Published : May 30, 2022 06:00 IST

Safdar Hashmi speaks before a performance, May Day 1988.

Safdar Hashmi speaks before a performance, May Day 1988. | Photo Credit: Eugene van Erven

Theatre groups in India, even the successful ones, typically do not have life spans of beyond a couple of decades. So it is something of a landmark when a theatre group enters its 50th year, as the Delhi-based Jana Natya Manch (Janam) did this March.

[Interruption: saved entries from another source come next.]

//! Configuration management
//!
//! `config.toml` in the platform config directory; every field has a
//! default so partial files load. A few settings can be overridden from
//! the environment.

use anyhow::{Context, Result};
use serde::{Deserialize, Serialize};
use std::path::{Path, PathBuf};

use crate::board::BoardConfig;
use crate::matching::MatcherConfig;
use crate::server::ServerConfig;
use crate::sync::SyncConfig;

/// Main configuration structure
#[derive(Debug, Clone, Default, Serialize, Deserialize)]
pub struct Config {
    /// Local snapshot location
    #[serde(default)]
    pub store: StoreConfig,
    /// Collective store sync
    #[serde(default)]
    pub sync: SyncConfig,
    /// Relevance ranking
    #[serde(default)]
    pub matcher: MatcherConfig,
    /// Problem board
    #[serde(default)]
    pub board: BoardConfig,
    /// HTTP tool server
    #[serde(default)]
    pub server: ServerConfig,
}

#[derive(Debug, Clone, Serialize, Deserialize)]
pub struct StoreConfig {
    /// Overrides the platform data directory
    #[serde(default, skip_serializing_if = "Option::is_none")]
    pub data_dir: Option<PathBuf>,
    #[serde(default = "default_snapshot_file")]
    pub snapshot_file: String,
}

fn default_snapshot_file() -> String {
    "knowledge.json".to_string()
}

impl Default for StoreConfig {
    fn default() -> Self {
        Self {
            data_dir: None,
            snapshot_file: default_snapshot_file(),
        }
    }
}

impl Config {
    /// Load configuration from the default location, creating it if missing
    pub fn load() -> Result<Self> {
        let mut config = Self::load_from(&config_path()?)?;
        config.apply_overrides(|name| std::env::var(name).ok());
        Ok(config)
    }

    /// Load configuration from `path`, writing defaults there if it does not exist
    pub fn load_from(path: &Path) -> Result<Self> {
        if path.exists() {
            let contents = std::fs::read_to_string(path)
                .context("Failed to read config file")?;
            let config: Config = toml::from_str(&contents)
                .context("Failed to parse config file")?;
            Ok(config)
        } else {
            let config = Config::default();
            config.save_to(path)?;
            Ok(config)
        }
    }

    /// Save configuration to the default location
    pub fn save(&self) -> Result<()> {
        self.save_to(&config_path()?)
    }

    pub fn save_to(&self, path: &Path) -> Result<()> {
        let parent = path.parent()
            .context("Config path has no parent")?;
        std::fs::create_dir_all(parent)
            .context("Failed to create config directory")?;

        let contents = toml::to_string_pretty(self)
            .context("Failed to serialize config")?;
        std::fs::write(path, contents)
            .context("Failed to write config file")?;
        Ok(())
    }

    /// Apply `COLLECTIVE_BASE_URL` and `COLLECTIVE_DATA_DIR`
    pub fn apply_overrides(&mut self, var: impl Fn(&str) -> Option<String>) {
        if let Some(url) = var("COLLECTIVE_BASE_URL").filter(|v| !v.trim().is_empty()) {
            self.sync.base_url = url.trim().to_string();
        }
        if let Some(dir) = var("COLLECTIVE_DATA_DIR").filter(|v| !v.trim().is_empty()) {
            self.store.data_dir = Some(PathBuf::from(dir.trim()));
        }
    }

    pub fn data_dir(&self) -> Result<PathBuf> {
        match &self.store.data_dir {
            Some(dir) => Ok(dir.clone()),
            None => data_dir(),
        }
    }

    pub fn snapshot_path(&self) -> Result<PathBuf> {
        Ok(self.data_dir()?.join(&self.store.snapshot_file))
    }
}

fn project_dirs() -> Result<directories::ProjectDirs> {
    directories::ProjectDirs::from("com", "collective-memory", "collective-memory")
        .context("Failed to get project directories")
}

/// Get the configuration directory path
pub fn config_dir() -> Result<PathBuf> {
    Ok(project_dirs()?.config_dir().to_path_buf())
}

/// Get the configuration file path
pub fn config_path() -> Result<PathBuf> {
    Ok(config_dir()?.join("config.toml"))
}

/// Get the data directory path
pub fn data_dir() -> Result<PathBuf> {
    Ok(project_dirs()?.data_dir().to_path_buf())
}

/// Show current configuration
pub fn show_config() -> Result<()> {
    let config = Config::load()?;
    println!("# {}", config_path()?.display());
    println!("{}", toml::to_string_pretty(&config).context("Failed to serialize config")?);
    println!("# snapshot: {}", config.snapshot_path()?.display());
    Ok(())
}

/// Set the collective store endpoint
pub fn set_base_url(url: &str) -> Result<()> {
    let parsed = reqwest::Url::parse(url).with_context(|| format!("Invalid URL: {}", url))?;
    let mut config = Config::load_from(&config_path()?)?;
    config.sync.base_url = parsed.as_str().trim_end_matches('/').to_string();
    config.save()?;
    println!("Collective endpoint set to {}", config.sync.base_url);
    Ok(())
}

/// Turn background sync on or off
pub fn set_sync_enabled(enabled: bool) -> Result<()> {
    let mut config = Config::load_from(&config_path()?)?;
    config.sync.enabled = enabled;
    config.save()?;
    println!("Sync {}", if enabled { "enabled" } else { "disabled" });
    Ok(())
}

/// Store an API key in the keyring and identity file
pub fn set_api_key(key: &str) -> Result<()> {
    let path = crate::security::identity_path(&config_dir()?);
    let mut identity = crate::security::Identity::load_or_create(&path)?;
    identity.set_api_key(&path, key.trim())?;
    println!("API key stored securely.");
    Ok(())
}

/// Forget the API key; sync falls back to anonymous mode
pub fn clear_api_key() -> Result<()> {
    crate::security::keyring::delete_api_key();
    let path = crate::security::identity_path(&config_dir()?);
    let mut identity = crate::security::Identity::load_or_create(&path)?;
    identity.api_key = None;
    identity.save(&path)?;
    println!("API key removed.");
    Ok(())
}

/// Reset configuration to defaults
pub fn reset_config() -> Result<()> {
    let config = Config::default();
    config.save()?;
    println!("Configuration reset to defaults.");
    Ok(())
}

/// Get default configuration as TOML string
pub fn default_config_toml() -> String {
    let config = Config::default();
    toml::to_string_pretty(&config).unwrap_or_else(|_| "# Default configuration\n".to_string())
}

#[cfg(test)]
mod tests {
    use super::*;

    #[test]
    fn test_defaults() {
        let config = Config::default();
        assert!(config.sync.enabled);
        assert_eq!(config.sync.interval_secs, 300);
        assert_eq!(config.store.snapshot_file, "knowledge.json");
        assert_eq!(config.matcher.default_limit, 5);
        assert!((config.board.solution_threshold - 0.3).abs() < f64::EPSILON);
    }

    #[test]
    fn test_partial_file_uses_defaults() {
        let config: Config = toml::from_str(
            r#"
            [sync]
            interval_secs = 60

            [matcher.weights]
            tag = 0.7
            "#,
        ).unwrap();
        assert_eq!(config.sync.interval_secs, 60);
        assert_eq!(config.sync.max_backoff_secs, 3600);
        assert!((config.matcher.weights.tag - 0.7).abs() < f64::EPSILON);
        assert!((config.matcher.weights.lexical - 0.35).abs() < f64::EPSILON);
    }

    #[test]
    fn test_load_from_creates_file() {
        let dir = tempfile::tempdir().unwrap();
        let path = dir.path().join("nested").join("config.toml");
        let config = Config::load_from(&path).unwrap();
        assert!(path.exists());
        assert_eq!(config.server.port, Config::load_from(&path).unwrap().server.port);
    }

    #[test]
    fn test_default_toml_round_trips() {
        let parsed: Config = toml::from_str(&default_config_toml()).unwrap();
        assert_eq!(parsed.sync.base_url, Config::default().sync.base_url);
    }

    #[test]
    fn test_environment_overrides() {
        let mut config = Config::default();
        config.apply_overrides(|name| match name {
            "COLLECTIVE_BASE_URL" => Some("http://localhost:9000".into()),
            "COLLECTIVE_DATA_DIR" => Some("/tmp/collective".into()),
            _ => None,
        });
        assert_eq!(config.sync.base_url, "http://localhost:9000");
        assert_eq!(config.snapshot_path().unwrap(), PathBuf::from("/tmp/collective/knowledge.json"));
    }
}
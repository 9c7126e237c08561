//! Credentials
//!
//! Instance identity on disk and OS keyring storage for the API key.

pub mod identity;
pub mod keyring;

pub use identity::{identity_path, Identity, KeySource};
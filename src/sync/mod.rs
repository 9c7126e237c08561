//! Sync engine - reconciles the local store with the collective store
//!
//! Pushes entries that have not reached the remote yet, pulls entries
//! changed since the stored cursor and merges them by content hash.
//! Runs on its own schedule with exponential backoff after failures;
//! tool calls never wait on it.

pub mod backoff;
pub mod http;
pub mod loopback;
pub mod remote;

pub use backoff::Backoff;
pub use http::HttpRemote;
pub use loopback::LoopbackRemote;
pub use remote::{PullBatch, PushAck, Registration, RemoteStore};

use chrono::{DateTime, Utc};
use serde::{Deserialize, Serialize};
use std::collections::HashSet;
use std::future::Future;
use std::sync::atomic::{AtomicBool, Ordering};
use std::sync::Arc;
use std::time::Duration;
use tokio::sync::{broadcast, Mutex, Notify};
use tracing::{debug, info, warn};

use crate::error::{Error, Result, SyncError};
use crate::store::{LocalStore, MergeOutcome};

/// Sync configuration (`[sync]` in config.toml)
#[derive(Debug, Clone, Serialize, Deserialize)]
pub struct SyncConfig {
    #[serde(default = "default_enabled")]
    pub enabled: bool,
    /// Collective store endpoint
    #[serde(default = "default_base_url")]
    pub base_url: String,
    /// Seconds between regular sync passes
    #[serde(default = "default_interval")]
    pub interval_secs: u64,
    /// Base backoff duration in seconds
    #[serde(default = "default_base_backoff")]
    pub base_backoff_secs: u64,
    /// Maximum backoff duration in seconds
    #[serde(default = "default_max_backoff")]
    pub max_backoff_secs: u64,
    /// Bound on every remote call
    #[serde(default = "default_request_timeout")]
    pub request_timeout_secs: u64,
    #[serde(default = "default_push_batch")]
    pub push_batch_size: usize,
    #[serde(default = "default_pull_page")]
    pub pull_page_size: usize,
    /// Request an API key on first sync when none is configured
    #[serde(default = "default_enabled")]
    pub auto_register: bool,
}

fn default_enabled() -> bool { true }
fn default_base_url() -> String { "https://analyticalfire.com".to_string() }
fn default_interval() -> u64 { 300 }
fn default_base_backoff() -> u64 { 30 }
fn default_max_backoff() -> u64 { 3600 }
fn default_request_timeout() -> u64 { 15 }
fn default_push_batch() -> usize { 50 }
fn default_pull_page() -> usize { 100 }

impl Default for SyncConfig {
    fn default() -> Self {
        Self {
            enabled: default_enabled(),
            base_url: default_base_url(),
            interval_secs: default_interval(),
            base_backoff_secs: default_base_backoff(),
            max_backoff_secs: default_max_backoff(),
            request_timeout_secs: default_request_timeout(),
            push_batch_size: default_push_batch(),
            pull_page_size: default_pull_page(),
            auto_register: default_enabled(),
        }
    }
}

/// What one sync pass did
#[derive(Debug, Clone, Default, PartialEq, Eq, Serialize)]
pub struct SyncReport {
    pub pushed: usize,
    pub pulled: usize,
    pub inserted: usize,
    pub unified: usize,
    pub conflicts: usize,
    pub problems_pushed: usize,
    /// Malformed remote entries dropped while pulling
    pub skipped: usize,
    /// Sync is turned off in config
    pub disabled: bool,
}

/// Engine health for `status`
#[derive(Debug, Clone, Serialize)]
pub struct SyncStatus {
    pub enabled: bool,
    pub anonymous: bool,
    pub consecutive_failures: u32,
    pub next_delay_secs: u64,
    pub last_error: Option<String>,
    pub last_success: Option<DateTime<Utc>>,
    pub last_report: Option<SyncReport>,
}

struct EngineState {
    backoff: Backoff,
    last_error: Option<String>,
    last_success: Option<DateTime<Utc>>,
    last_report: Option<SyncReport>,
}

type RegisterHook = Box<dyn Fn(&Registration) -> anyhow::Result<()> + Send + Sync>;

/// Background reconciler between a [`LocalStore`] and a [`RemoteStore`]
pub struct SyncEngine {
    store: Arc<LocalStore>,
    remote: Arc<dyn RemoteStore>,
    config: SyncConfig,
    request_timeout: Duration,
    has_api_key: AtomicBool,
    registration_attempted: AtomicBool,
    on_register: Option<RegisterHook>,
    state: Mutex<EngineState>,
    /// One pass at a time
    pass: Mutex<()>,
    wake: Notify,
}

impl SyncEngine {
    pub fn new(store: Arc<LocalStore>, remote: Arc<dyn RemoteStore>, config: SyncConfig, has_api_key: bool) -> Self {
        let backoff = Backoff::new(
            Duration::from_secs(config.base_backoff_secs),
            Duration::from_secs(config.max_backoff_secs),
        );
        Self {
            store,
            remote,
            request_timeout: Duration::from_secs(config.request_timeout_secs.max(1)),
            config,
            has_api_key: AtomicBool::new(has_api_key),
            registration_attempted: AtomicBool::new(false),
            on_register: None,
            state: Mutex::new(EngineState {
                backoff,
                last_error: None,
                last_success: None,
                last_report: None,
            }),
            pass: Mutex::new(()),
            wake: Notify::new(),
        }
    }

    pub fn with_request_timeout(mut self, timeout: Duration) -> Self {
        self.request_timeout = timeout;
        self
    }

    /// Called with fresh credentials after a successful registration
    pub fn on_register(mut self, hook: impl Fn(&Registration) -> anyhow::Result<()> + Send + Sync + 'static) -> Self {
        self.on_register = Some(Box::new(hook));
        self
    }

    pub fn config(&self) -> &SyncConfig {
        &self.config
    }

    /// Ask the background loop for an early pass after a local write
    pub fn notify(&self) {
        self.wake.notify_one();
    }

    async fn bounded<T>(&self, call: impl Future<Output = std::result::Result<T, SyncError>>) -> std::result::Result<T, SyncError> {
        match tokio::time::timeout(self.request_timeout, call).await {
            Ok(result) => result,
            Err(_) => Err(SyncError::Timeout(self.request_timeout)),
        }
    }

    /// Push pending entries only
    pub async fn push(&self) -> Result<usize> {
        let _pass = self.pass.lock().await;
        let mut report = SyncReport::default();
        self.push_entries(&mut report).await?;
        Ok(report.pushed)
    }

    /// Pull and merge remote changes only
    pub async fn pull(&self) -> Result<usize> {
        let _pass = self.pass.lock().await;
        let mut report = SyncReport::default();
        self.pull_entries(&mut report).await?;
        Ok(report.pulled)
    }

    /// Run a full pass now: register if needed, push entries and problems, pull
    pub async fn sync_now(&self) -> Result<SyncReport> {
        if !self.config.enabled {
            return Ok(SyncReport { disabled: true, ..SyncReport::default() });
        }
        let _pass = self.pass.lock().await;
        let mut report = SyncReport::default();

        self.ensure_registered().await;
        let result: Result<()> = async {
            self.push_entries(&mut report).await?;
            self.push_problems(&mut report).await?;
            self.pull_entries(&mut report).await
        }
        .await;

        let mut state = self.state.lock().await;
        match result {
            Ok(()) => {
                state.backoff.reset();
                state.last_error = None;
                state.last_success = Some(Utc::now());
                state.last_report = Some(report.clone());
                debug!(
                    "Sync pass: pushed {}, pulled {}, conflicts {}",
                    report.pushed, report.pulled, report.conflicts
                );
                Ok(report)
            }
            Err(e) => {
                state.backoff.record_failure();
                state.last_error = Some(e.to_string());
                state.last_report = Some(report);
                warn!(
                    "Sync pass failed ({} consecutive), retrying in {:?}: {}",
                    state.backoff.failures(),
                    state.backoff.delay(),
                    e
                );
                Err(e)
            }
        }
    }

    async fn ensure_registered(&self) {
        if !self.config.auto_register
            || self.has_api_key.load(Ordering::SeqCst)
            || self.registration_attempted.swap(true, Ordering::SeqCst)
        {
            return;
        }

        let instance_id = self.store.instance_id().to_string();
        match self.bounded(self.remote.register_instance(&instance_id)).await {
            Ok(registration) => {
                self.remote.set_api_key(&registration.api_key);
                self.has_api_key.store(true, Ordering::SeqCst);
                if let Some(hook) = &self.on_register {
                    if let Err(e) = hook(&registration) {
                        warn!("Could not save API key: {}", e);
                    }
                }
                info!("Registered instance {} with the collective", registration.instance_id);
            }
            Err(e) => warn!("Registration failed, continuing anonymously: {}", e),
        }
    }

    async fn push_entries(&self, report: &mut SyncReport) -> Result<()> {
        let pending = self.store.entries_needing_push();
        if pending.is_empty() {
            return Ok(());
        }

        for batch in pending.chunks(self.config.push_batch_size.max(1)) {
            let ids: Vec<String> = batch.iter().map(|e| e.id.clone()).collect();
            let acks = match self.bounded(self.remote.push_entries(batch)).await {
                Ok(acks) => acks,
                Err(e) => {
                    if let Err(store_err) = self.store.mark_pending(&ids) {
                        warn!("Could not mark entries pending: {}", store_err);
                    }
                    return Err(e.into());
                }
            };

            let mut acked = HashSet::new();
            for ack in acks {
                match self.store.mark_synced(&ack.local_id, &ack.remote_id, ack.server_timestamp) {
                    Ok(_) => {
                        acked.insert(ack.local_id);
                        report.pushed += 1;
                    }
                    Err(Error::NotFound(_)) => debug!("Acknowledged entry {} no longer present", ack.local_id),
                    Err(e) => return Err(e),
                }
            }

            let missing: Vec<String> = ids.into_iter().filter(|id| !acked.contains(id)).collect();
            if !missing.is_empty() {
                warn!("Remote did not acknowledge {} entries", missing.len());
                self.store.mark_pending(&missing)?;
            }
        }
        Ok(())
    }

    async fn push_problems(&self, report: &mut SyncReport) -> Result<()> {
        for problem in self.store.problems_needing_push() {
            let remote_id = self.bounded(self.remote.post_problem(&problem)).await?;
            self.store.mark_problem_synced(&problem.id, &remote_id)?;
            report.problems_pushed += 1;
        }
        Ok(())
    }

    /// Pull pages until the remote has no more; the cursor only moves after a whole page is merged
    async fn pull_entries(&self, report: &mut SyncReport) -> Result<()> {
        let mut cursor = self.store.cursor();
        loop {
            let page = self.bounded(
                self.remote.pull_entries(cursor.clone(), self.config.pull_page_size.max(1)),
            ).await?;
            let count = page.entries.len();

            for entry in page.entries {
                match self.store.merge_remote(entry) {
                    Ok(outcome) => {
                        report.pulled += 1;
                        match outcome {
                            MergeOutcome::Inserted(_) => report.inserted += 1,
                            MergeOutcome::Unified { .. } => report.unified += 1,
                            MergeOutcome::Conflict { .. } => report.conflicts += 1,
                            MergeOutcome::Updated(_) | MergeOutcome::Unchanged(_) => {}
                        }
                    }
                    // Malformed entries are dropped and the cursor still moves past them,
                    // otherwise one bad entry would stall every later pull
                    Err(Error::Sync(e)) => {
                        warn!("Skipping malformed remote entry: {}", e);
                        report.skipped += 1;
                    }
                    Err(e) => return Err(e),
                }
            }

            if let Some(next) = page.next_cursor {
                if cursor.as_ref() != Some(&next) {
                    self.store.set_cursor(next.clone())?;
                }
                cursor = Some(next);
            }
            if !page.has_more || count == 0 {
                return Ok(());
            }
        }
    }

    pub async fn status(&self) -> SyncStatus {
        let state = self.state.lock().await;
        SyncStatus {
            enabled: self.config.enabled,
            anonymous: !self.has_api_key.load(Ordering::SeqCst),
            consecutive_failures: state.backoff.failures(),
            next_delay_secs: state.backoff.next_delay(self.interval()).as_secs(),
            last_error: state.last_error.clone(),
            last_success: state.last_success,
            last_report: state.last_report.clone(),
        }
    }

    fn interval(&self) -> Duration {
        Duration::from_secs(self.config.interval_secs.max(1))
    }

    /// Run passes on the configured interval until shutdown
    pub async fn run(&self, mut shutdown_rx: broadcast::Receiver<()>) {
        if !self.config.enabled {
            info!("Sync disabled, background engine not started");
            return;
        }
        info!("Sync engine started (interval: {}s, remote: {})", self.config.interval_secs, self.config.base_url);

        loop {
            let (delay, backing_off) = {
                let state = self.state.lock().await;
                (state.backoff.next_delay(self.interval()), state.backoff.failures() > 0)
            };
            let deadline = tokio::time::Instant::now() + delay;

            loop {
                tokio::select! {
                    _ = tokio::time::sleep_until(deadline) => break,
                    _ = self.wake.notified() => {
                        // Writes shorten the regular wait but never cut a backoff short
                        if !backing_off {
                            debug!("Sync woken by local write");
                            break;
                        }
                    }
                    _ = shutdown_rx.recv() => {
                        info!("Sync engine shutting down");
                        return;
                    }
                }
            }

            if let Err(e) = self.sync_now().await {
                debug!("Background sync failed: {}", e);
            }
        }
    }
}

Over these years, Janam has produced some 120-odd plays, performed them some 8,000 times, in over 300 cities and villages of India. Many of these plays have become classics of political street theatre—Machine (1978), Aurat (1979), Halla Bol (1988), Gopi Gavaiyya Bagha Bajaiyya (1994), Voh Bol Uthi (2001), Yeh Dil Mange More Guruji (2002), Andher Nagari (2021). Well-known theatre artists such as Habib Tanvir, Anuradha Kapur, M.K. Raina, Govind Deshpande, Abhishek Majumdar and Anuja Ghosalkar have written and/or directed plays for the group. Members of Janam have lectured and offered workshops in institutions in India  and internationally. The group itself has performed in Palestine, South Africa, Britain, and the United States. It has also been invited to perform at several leading theatre festivals in India, including at Prithvi Theatre (Mumbai), Ranga Shankara (Bangalore), National School of Drama and Sahitya Kala Parishad (both in New Delhi), Kerala Sangeet Natak Akademi (Kochi), Nandan (Kolkata), and Rangayana (Mysore).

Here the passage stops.